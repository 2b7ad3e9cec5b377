//! Cooperative shutdown handling
//!
//! A `Shutdown` handle combines a flag with a notifier so synchronous
//! checks and async waits both work. The websocket loop and fetch retry
//! delays race against it; nothing is hard-interrupted.

use std::sync::atomic::{AtomicBool, Ordering};
use std::sync::Arc;
use std::time::Duration;

use tokio::sync::Notify;

use crate::logger::{self, LogTag};

#[derive(Clone)]
pub struct Shutdown {
    inner: Arc<ShutdownInner>,
}

struct ShutdownInner {
    triggered: AtomicBool,
    notify: Notify,
}

impl Shutdown {
    pub fn new() -> Self {
        Self {
            inner: Arc::new(ShutdownInner {
                triggered: AtomicBool::new(false),
                notify: Notify::new(),
            }),
        }
    }

    /// Request shutdown. Idempotent; wakes every waiter.
    pub fn trigger(&self) {
        if !self.inner.triggered.swap(true, Ordering::SeqCst) {
            self.inner.notify.notify_waiters();
        }
    }

    pub fn is_triggered(&self) -> bool {
        self.inner.triggered.load(Ordering::SeqCst)
    }

    /// Resolve once shutdown is triggered; immediately if it already was.
    pub async fn wait(&self) {
        loop {
            if self.is_triggered() {
                return;
            }
            let notified = self.inner.notify.notified();
            tokio::pin!(notified);
            // Register before re-checking the flag so a trigger landing
            // between the check and the await cannot be lost.
            notified.as_mut().enable();
            if self.is_triggered() {
                return;
            }
            notified.await;
        }
    }

    /// Sleep for `duration`, returning true early when shutdown fires first.
    pub async fn delay_or_shutdown(&self, duration: Duration) -> bool {
        tokio::select! {
            _ = tokio::time::sleep(duration) => false,
            _ = self.wait() => true,
        }
    }
}

impl Default for Shutdown {
    fn default() -> Self {
        Self::new()
    }
}

/// Install Ctrl+C (and SIGTERM on Unix) handlers that trigger `shutdown`.
pub fn install_signal_handlers(shutdown: &Shutdown) -> anyhow::Result<()> {
    let handle = shutdown.clone();
    ctrlc::set_handler(move || {
        logger::info(LogTag::System, "Received Ctrl+C, shutting down...");
        handle.trigger();
    })?;

    #[cfg(unix)]
    {
        use tokio::signal::unix::{signal, SignalKind};
        let handle = shutdown.clone();
        tokio::spawn(async move {
            match signal(SignalKind::terminate()) {
                Ok(mut sigterm) => {
                    sigterm.recv().await;
                    logger::info(LogTag::System, "Received SIGTERM, shutting down...");
                    handle.trigger();
                }
                Err(e) => {
                    logger::error(
                        LogTag::System,
                        &format!("Failed to install SIGTERM handler: {}", e),
                    );
                }
            }
        });
    }

    Ok(())
}

#[cfg(test)]
mod tests {
    use super::*;

    #[tokio::test]
    async fn wait_resolves_after_trigger() {
        let shutdown = Shutdown::new();
        let waiter = shutdown.clone();
        let task = tokio::spawn(async move { waiter.wait().await });

        tokio::time::sleep(Duration::from_millis(20)).await;
        shutdown.trigger();
        tokio::time::timeout(Duration::from_secs(1), task)
            .await
            .expect("wait did not resolve")
            .unwrap();
    }

    #[tokio::test]
    async fn wait_resolves_immediately_when_already_triggered() {
        let shutdown = Shutdown::new();
        shutdown.trigger();
        tokio::time::timeout(Duration::from_millis(100), shutdown.wait())
            .await
            .expect("wait should resolve at once");
    }

    #[tokio::test]
    async fn delay_or_shutdown_completes_without_trigger() {
        let shutdown = Shutdown::new();
        assert!(!shutdown.delay_or_shutdown(Duration::from_millis(10)).await);
    }

    #[tokio::test]
    async fn delay_or_shutdown_returns_early_on_trigger() {
        let shutdown = Shutdown::new();
        let trigger = shutdown.clone();
        tokio::spawn(async move {
            tokio::time::sleep(Duration::from_millis(10)).await;
            trigger.trigger();
        });
        assert!(shutdown.delay_or_shutdown(Duration::from_secs(30)).await);
    }
}
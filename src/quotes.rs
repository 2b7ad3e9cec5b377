//! Spot price lookups
//!
//! SOL/USD comes from the Binance public ticker. Lookups are best-effort:
//! the watch workflow degrades to "valuation unavailable" on any failure,
//! and monitoring itself never depends on them.

use std::time::Duration;

use serde::Deserialize;

use crate::errors::QuoteError;
use crate::logger::{self, LogTag};

const SOL_TICKER_URL: &str = "https://api.binance.com/api/v3/ticker/price?symbol=SOLUSDT";

/// Lookups sit on the watch workflow's path between buy confirmation and
/// valuation; a stale answer is worth less than a fast failure.
const QUOTE_TIMEOUT: Duration = Duration::from_secs(1);

#[derive(Debug, Deserialize)]
struct TickerPrice {
    #[serde(default)]
    price: Option<String>,
}

pub struct QuoteClient {
    http: reqwest::Client,
}

impl QuoteClient {
    pub fn new() -> anyhow::Result<Self> {
        Ok(Self {
            http: reqwest::Client::builder().timeout(QUOTE_TIMEOUT).build()?,
        })
    }

    /// Current SOL/USD spot price.
    pub async fn sol_usd_price(&self) -> Result<f64, QuoteError> {
        let response = self
            .http
            .get(SOL_TICKER_URL)
            .send()
            .await?
            .error_for_status()?;
        let ticker: TickerPrice = response.json().await?;
        let price = price_from_ticker(ticker)?;
        logger::debug(LogTag::Quotes, &format!("SOL/USD at {:.2}", price));
        Ok(price)
    }
}

fn price_from_ticker(ticker: TickerPrice) -> Result<f64, QuoteError> {
    let text = ticker.price.ok_or(QuoteError::Empty)?;
    text.parse::<f64>()
        .map_err(|_| QuoteError::Malformed(format!("price '{}' is not numeric", text)))
}

#[cfg(test)]
mod tests {
    use super::*;

    #[test]
    fn parses_ticker_price() {
        let ticker: TickerPrice =
            serde_json::from_str(r#"{"symbol":"SOLUSDT","price":"194.52000000"}"#).unwrap();
        assert_eq!(price_from_ticker(ticker).unwrap(), 194.52);
    }

    #[test]
    fn missing_price_is_empty() {
        let ticker: TickerPrice = serde_json::from_str(r#"{"symbol":"SOLUSDT"}"#).unwrap();
        assert!(matches!(price_from_ticker(ticker), Err(QuoteError::Empty)));
    }

    #[test]
    fn non_numeric_price_is_malformed() {
        let ticker: TickerPrice =
            serde_json::from_str(r#"{"symbol":"SOLUSDT","price":"n/a"}"#).unwrap();
        assert!(matches!(
            price_from_ticker(ticker),
            Err(QuoteError::Malformed(_))
        ));
    }
}
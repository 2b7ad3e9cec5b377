//! Structured console logging
//!
//! Colored, tag-aligned logging with standard levels and per-subsystem
//! debug gating:
//!
//! ```rust
//! use swapwatch::logger::{self, LogTag};
//!
//! logger::info(LogTag::Websocket, "Subscription confirmed");
//! logger::debug(LogTag::Fetch, "Attempt 3 of 15"); // only with --debug-fetch
//! ```
//!
//! Call `logger::init()` once at startup; it reads `LOG_LEVEL` and scans
//! argv for `--quiet`, `--verbose` and `--debug-<tag>` flags.

mod config;
mod core;
mod format;
mod levels;
mod special;
mod tags;

pub use config::{get_logger_config, set_logger_config, LoggerConfig};
pub use levels::LogLevel;
pub use special::{log_buy_confirmation, log_sell_valuation, valuation_delta_percent};
pub use tags::LogTag;

/// Initialize the logger from argv and environment. Call once at startup.
pub fn init() {
    config::init_from_args();
}

/// Log at ERROR level. Always shown.
pub fn error(tag: LogTag, message: &str) {
    core::log_internal(tag, LogLevel::Error, message);
}

/// Log at WARNING level.
pub fn warning(tag: LogTag, message: &str) {
    core::log_internal(tag, LogLevel::Warning, message);
}

/// Log at INFO level. Standard operational messages.
pub fn info(tag: LogTag, message: &str) {
    core::log_internal(tag, LogLevel::Info, message);
}

/// Log at DEBUG level. Shown only with --debug-<tag> for this tag.
pub fn debug(tag: LogTag, message: &str) {
    core::log_internal(tag, LogLevel::Debug, message);
}

/// Log at VERBOSE level. Shown only with --verbose or --verbose-<tag>.
pub fn verbose(tag: LogTag, message: &str) {
    core::log_internal(tag, LogLevel::Verbose, message);
}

▬▬▬▬▬▬▬▬▬▬

— WHAT TO WORK ON —
Lines with "task" in them are what the answer must contain; copy each from the records above.

— EXERCISE RESULT —
        let task = tokio::spawn(async move { waiter.wait().await });
        tokio::time::timeout(Duration::from_secs(1), task)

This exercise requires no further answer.